8
votes
Anybody have experience writing a scripting language?
Hello, I've had two ideas for games I find pretty compelling, and both would require different custom scripting languages. Unfortunately, I don't have any formal CS education or experience with parsing or scripting languages. So, I'm feeling a bit lost and thinking it'd be a herculean effort, is that correct?
Has anyone here written their own language or DSL and have any insights, resources, or starting points to share?
Yes, I've written toy parsers before. I think it's a lot of fun.
So, there's two main paths you can take. The first is to use a parser generator, the other is to handwrite it. They have their pros and cons - in fact, I think there's a bit of a "hump" in terms of difficulty between the two methods.
A parser generator will get you going very quickly. With a parser generator, you tell the library how the grammar works, and it'll make the parser for you. GCC, for instance, uses a parser generator, and it's also how you generally learn about it in class. However, it's hard to understand what the parse generator is actually doing, and it's also hard to give it good error messages. Additionally, the more you deviate from the happy path
(may be too deep of a rabbit hole but canonically the model of grammar you learn in class is called Context Free Grammars, or CFGs, and it turns out, in reality, most programming languages aren't CFGs, because context matters, and you have to do some hacking to make them work in parser generators)

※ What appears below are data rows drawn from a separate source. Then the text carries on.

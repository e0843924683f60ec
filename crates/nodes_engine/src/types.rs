use std::fmt;

use chrono::{DateTime, Utc};
use serde::Deserialize;

/// Collection envelope returned by the operator API.
#[derive(Debug, Clone, PartialEq, Eq, Deserialize)]
pub struct NodesDocument {
    pub data: Vec<NodeResource>,
}

/// One node resource as it appears on the wire.
#[derive(Debug, Clone, PartialEq, Eq, Deserialize)]
pub struct NodeResource {
    pub id: String,
    pub attributes: NodeAttributes,
}

/// Node attributes. Attributes not listed here are ignored on deserialize.
#[derive(Debug, Clone, PartialEq, Eq, Deserialize)]
pub struct NodeAttributes {
    pub name: String,
    #[serde(rename = "evmChainID")]
    pub evm_chain_id: String,
    /// Creation timestamp. A malformed value fails the whole fetch.
    #[serde(rename = "createdAt")]
    pub created_at: DateTime<Utc>,
}

#[derive(Debug, Clone, PartialEq, Eq)]
pub enum EngineEvent {
    FetchCompleted {
        result: Result<Vec<NodeResource>, FetchError>,
    },
}

/// Failure surface of the fetch. One request, one outcome; every transport,
/// status, and decoding problem collapses into this error.
#[derive(Debug, Clone, PartialEq, Eq, thiserror::Error)]
#[error("{kind}: {message}")]
pub struct FetchError {
    pub kind: FailureKind,
    pub message: String,
}

impl FetchError {
    pub(crate) fn new(kind: FailureKind, message: impl Into<String>) -> Self {
        Self {
            kind,
            message: message.into(),
        }
    }
}

#[derive(Debug, Clone, PartialEq, Eq)]
pub enum FailureKind {
    InvalidUrl,
    HttpStatus(u16),
    Timeout,
    Decode,
    Cancelled,
    Network,
}

impl fmt::Display for FailureKind {
    fn fmt(&self, f: &mut fmt::Formatter<'_>) -> fmt::Result {
        match self {
            FailureKind::InvalidUrl => write!(f, "invalid url"),
            FailureKind::HttpStatus(code) => write!(f, "http status {code}"),
            FailureKind::Timeout => write!(f, "timeout"),
            FailureKind::Decode => write!(f, "malformed response document"),
            FailureKind::Cancelled => write!(f, "cancelled"),
            FailureKind::Network => write!(f, "network error"),
        }
    }
}
use crate::NodeResource;

/// Title applied to the terminal window when the view starts.
pub const PAGE_TITLE: &str = "Nodes";

#[derive(Debug, Clone, PartialEq, Eq, Default)]
pub struct AppViewModel {
    /// Raw search input, echoed back in the prompt line.
    pub search: String,
    /// True while the fetch has neither delivered data nor failed.
    pub loading: bool,
    pub error: Option<String>,
    /// Filtered rows in the order established by the fetch.
    pub rows: Vec<NodeRowView>,
    /// Size of the unfiltered collection.
    pub total: usize,
    pub closing: bool,
}

#[derive(Debug, Clone, PartialEq, Eq)]
pub struct NodeRowView {
    pub id: String,
    pub name: String,
    pub evm_chain_id: String,
    pub created_at: String,
}

impl From<&NodeResource> for NodeRowView {
    fn from(node: &NodeResource) -> Self {
        Self {
            id: node.id.clone(),
            name: node.name.clone(),
            evm_chain_id: node.evm_chain_id.clone(),
            created_at: node.created_at.clone(),
        }
    }
}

However, you can also handwrite it. This has gained massive popularity recently, especially since RAM is plentiful now. Many modern languages like Rust and Swift use handwritten parsers. You'd be writing what's called a recursive descent parser - and it's honestly shocking how intuitive it can be. You get way more power, you know exactly how the parser works, and you can handwrite the error messages (which is the source of Rust's famous compiler errors).
(By "handwriting", that is to say, you write the parser with if statements, for loops, recursion, and the usual programming constructs to do the parsing).

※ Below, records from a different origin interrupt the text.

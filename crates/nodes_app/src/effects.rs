use std::io::Write;
use std::sync::mpsc;
use std::thread;
use std::time::Duration;

use chrono::{DateTime, Utc};
use console_logging::{console_info, console_warn};
use nodes_core::{Effect, Msg};
use nodes_engine::{ApiSettings, EngineEvent, EngineHandle};

/// Display format for node creation timestamps.
const CREATED_AT_FORMAT: &str = "%Y-%m-%d %H:%M:%S UTC";

pub struct EffectRunner {
    engine: EngineHandle,
}

impl EffectRunner {
    pub fn new(settings: ApiSettings, msg_tx: mpsc::Sender<Msg>) -> Self {
        let engine = EngineHandle::new(settings);
        let runner = Self { engine };
        runner.spawn_event_loop(msg_tx);
        runner
    }

    pub fn run(&self, effects: Vec<Effect>) {
        for effect in effects {
            match effect {
                Effect::FetchNodes => {
                    console_info!("FetchNodes dispatched");
                    self.engine.fetch_nodes();
                }
                Effect::SetWindowTitle { title } => {
                    set_terminal_title(&title);
                }
                Effect::Shutdown => {
                    console_info!("Shutdown requested; cancelling engine");
                    self.engine.shutdown();
                }
            }
        }
    }

    fn spawn_event_loop(&self, msg_tx: mpsc::Sender<Msg>) {
        let engine = self.engine.clone();
        thread::spawn(move || loop {
            if let Some(event) = engine.try_recv() {
                let EngineEvent::FetchCompleted { result } = event;
                let msg = match result {
                    Ok(nodes) => Msg::NodesLoaded(nodes.iter().map(to_display_node).collect()),
                    Err(err) => {
                        console_warn!("Node fetch failed: {}", err);
                        Msg::FetchFailed(err.to_string())
                    }
                };
                if msg_tx.send(msg).is_err() {
                    break;
                }
            } else {
                thread::sleep(Duration::from_millis(20));
            }
        });
    }
}

fn to_display_node(resource: &nodes_engine::NodeResource) -> nodes_core::NodeResource {
    nodes_core::NodeResource {
        id: resource.id.clone(),
        name: resource.attributes.name.clone(),
        evm_chain_id: resource.attributes.evm_chain_id.clone(),
        created_at: format_created_at(resource.attributes.created_at),
    }
}

fn format_created_at(at: DateTime<Utc>) -> String {
    at.format(CREATED_AT_FORMAT).to_string()
}

// OSC 0 sets the terminal window title (and icon name).
fn set_terminal_title(title: &str) {
    print!("\x1b]0;{title}\x07");
    let _ = std::io::stdout().flush();
}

If I were starting from scratch, I'd personally do a handwritten parser. The complete control is just very nice to have.
For resources, this is an excellent book where the author goes step by step to writing a handwritten recursive descent parser for their toy language: https://craftinginterpreters.com/parsing-expressions.html
For parser generators, the new hotness are packrat parsers. Some examples are https://pegjs.org/, https://github.com/yhirose/cpp-peglib. The classic for tabular parser generators is Bison.
Of course, that only gets to parsing. Execution is another step (although it tends to be pretty specific to what the language you're writing wants to do, so it's hard to give exact advice).
If you're writing for this a game engine, then this is where you'd start hooking things up to said game engine's primitives.
It's not a trivial task, but honestly you'd be surprised at how not hard it can be, especially if you limit your scope and define your grammar in a way that makes it easy to parse (this gets into another rabbithole, that of LL(k) and LR grammars)
Thank you stu2b50 this is a great task and seems really interesting. I'll definitely try out the handwritten approach as it's a bit of a learning opportunity.
I would strongly recommend Crafting Interpreters for learning how to write a programming language; though there are physical and ebook versions, the web version is available for free.
While the language it builds may not match what you need, the general structure and strategies used should apply to any scripting language. The first part of the book implements an interpreter for a reasonably complex language in Java, and the second part implements a more efficient bytecode compiler and virtual machine for that language in C.
Unless the second part sounds interesting, I'd recommend just following through the first part of the book, or even just reading the first part and using the relevant parts as a reference for implementing your own language. The performance benefits of the bytecode virtual machine is not worth the increased complexity of the design for this use case, in my opinion.
I've developed some small games and work as an SDET during the day, but a lot of my work is high level python cloud service stuff. There are probably other options than a custom scripting language but it's also something I'm interested in. The two use cases are...
I have not written a scripting language with it, but I have played with writing DSLs with Lark. It lets you relatively painlessly write grammars in an EBNF-ish format, and has tools to build parsers from your grammars. It also has tools to help visualize your parse trees with GraphViz (useful for debugging and developing your grammars).
There is a tutorial here for writing a LOGO-like language with Lark.
I have often tried writing scripting languages but never finished them. I did finish a reimplementation of a scripting language by porting Wren from C to Go. Wren is a little-used scripting language written by Bob Nystrom, who also wrote Crafting Interpreters, which I highly recommend. (Though a weakness is that it has nothing to say about implementing statically typed languages; no book can cover everything!)
It's pretty fun, but the problem is that the world doesn't need another scripting language, and it's kind of a lonely project. Also, designing a new language is harder than reimplementing an existing one. In particular, it would be hard to invent a language that's so good that I'm willing to live without nice tools.
Here are some language concepts that I think might be interesting to explore:
But it's probably better to look for smaller tasks that are about augmenting existing languages, rather than creating new ones.
Consider embedding or otherwise using an existing scripting language. I hear Lua is often used.